Stored data

--- START ---

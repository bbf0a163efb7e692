//! Configuration
//!
//! Defaults, then an optional TOML file, then environment overrides.

use crate::agentic::chat::reveal::RevealCadence;
use crate::util::errors::{ExploreError, ExploreResult};
use explore_core_types::ModelPreference;
use log::{debug, info};
use serde::{Deserialize, Serialize};
use std::path::{Path, PathBuf};
use std::time::Duration;

pub const ENV_API_URL: &str = "EXPLORE_API_URL";
pub const ENV_MODEL: &str = "EXPLORE_MODEL";

const DEFAULT_BASE_URL: &str = "http://localhost:8000";
const DEFAULT_MAX_ATTACHMENT_BYTES: usize = 10 * 1024 * 1024;

#[derive(Debug, Clone, PartialEq, Serialize, Deserialize)]
#[serde(default)]
pub struct ApiConfig {
    pub base_url: String,
    pub request_timeout_secs: u64,
    pub connect_timeout_secs: u64,
}

impl Default for ApiConfig {
    fn default() -> Self {
        Self {
            base_url: DEFAULT_BASE_URL.to_string(),
            request_timeout_secs: 120,
            connect_timeout_secs: 10,
        }
    }
}

/// Timing and request options of the chat panel.
#[derive(Debug, Clone, PartialEq, Serialize, Deserialize)]
#[serde(default)]
pub struct ChatConfig {
    pub phase_duration_ms: u64,
    pub reveal_chunk_chars: usize,
    pub reveal_tick_ms: u64,
    pub error_reset_ms: u64,
    pub include_sources: bool,
    pub model_preference: ModelPreference,
    pub max_attachment_bytes: usize,
}

impl Default for ChatConfig {
    fn default() -> Self {
        Self {
            phase_duration_ms: 800,
            reveal_chunk_chars: 3,
            reveal_tick_ms: 20,
            error_reset_ms: 3000,
            include_sources: true,
            model_preference: ModelPreference::Fast,
            max_attachment_bytes: DEFAULT_MAX_ATTACHMENT_BYTES,
        }
    }
}

impl ChatConfig {
    pub fn phase_duration(&self) -> Duration {
        Duration::from_millis(self.phase_duration_ms)
    }

    pub fn error_reset_delay(&self) -> Duration {
        Duration::from_millis(self.error_reset_ms)
    }

    pub fn reveal_cadence(&self) -> RevealCadence {
        RevealCadence {
            chunk_chars: self.reveal_chunk_chars,
            tick: Duration::from_millis(self.reveal_tick_ms),
        }
    }
}

#[derive(Debug, Clone, Default, PartialEq, Serialize, Deserialize)]
#[serde(default)]
pub struct ExploreConfig {
    pub api: ApiConfig,
    pub chat: ChatConfig,
}

impl ExploreConfig {
    /// `<config dir>/explore/config.toml`
    pub fn default_path() -> Option<PathBuf> {
        dirs::config_dir().map(|dir| dir.join("explore").join("config.toml"))
    }

    pub fn from_toml_str(content: &str) -> ExploreResult<Self> {
        let config: Self = toml::from_str(content)?;
        Ok(config)
    }

    pub fn from_file(path: &Path) -> ExploreResult<Self> {
        let content = std::fs::read_to_string(path)?;
        Self::from_toml_str(&content)
    }

    /// Loads `explicit_path`, else the default path if it exists, else defaults;
    /// then applies environment overrides and validates.
    pub fn load(explicit_path: Option<&Path>) -> ExploreResult<Self> {
        let mut config = match explicit_path {
            Some(path) => {
                info!("Loading config: path={}", path.display());
                Self::from_file(path)?
            }
            None => match Self::default_path().filter(|p| p.is_file()) {
                Some(path) => {
                    info!("Loading config: path={}", path.display());
                    Self::from_file(&path)?
                }
                None => {
                    debug!("No config file found, using defaults");
                    Self::default()
                }
            },
        };
        config.apply_env_overrides(|key| std::env::var(key).ok())?;
        config.validate()?;
        Ok(config)
    }

    pub fn apply_env_overrides<F>(&mut self, lookup: F) -> ExploreResult<()>
    where
        F: Fn(&str) -> Option<String>,
    {
        if let Some(url) = lookup(ENV_API_URL).filter(|v| !v.trim().is_empty()) {
            self.api.base_url = url.trim().to_string();
        }
        if let Some(model) = lookup(ENV_MODEL).filter(|v| !v.trim().is_empty()) {
            self.chat.model_preference = parse_model_preference(&model)?;
        }
        Ok(())
    }

    pub fn validate(&self) -> ExploreResult<()> {
        if self.api.base_url.trim().is_empty() {
            return Err(ExploreError::Config("api.base_url must not be empty".to_string()));
        }
        if self.api.request_timeout_secs == 0 || self.api.connect_timeout_secs == 0 {
            return Err(ExploreError::Config("api timeouts must be positive".to_string()));
        }
        let chat = &self.chat;
        if chat.phase_duration_ms == 0 || chat.reveal_tick_ms == 0 || chat.error_reset_ms == 0 {
            return Err(ExploreError::Config("chat durations must be positive".to_string()));
        }
        if chat.reveal_chunk_chars == 0 {
            return Err(ExploreError::Config(
                "chat.reveal_chunk_chars must be positive".to_string(),
            ));
        }
        if chat.max_attachment_bytes == 0 {
            return Err(ExploreError::Config(
                "chat.max_attachment_bytes must be positive".to_string(),
            ));
        }
        Ok(())
    }
}

pub fn parse_model_preference(value: &str) -> ExploreResult<ModelPreference> {
    match value.trim().to_lowercase().as_str() {
        "fast" | "flash" => Ok(ModelPreference::Fast),
        "thinking" => Ok(ModelPreference::Thinking),
        other => Err(ExploreError::Config(format!("Unknown model preference: {}", other))),
    }
}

--- END ---

* _Problem description_
The answer should consist only of the number of lines above in which "Serialize" appears.

* _Answer to this problem_
4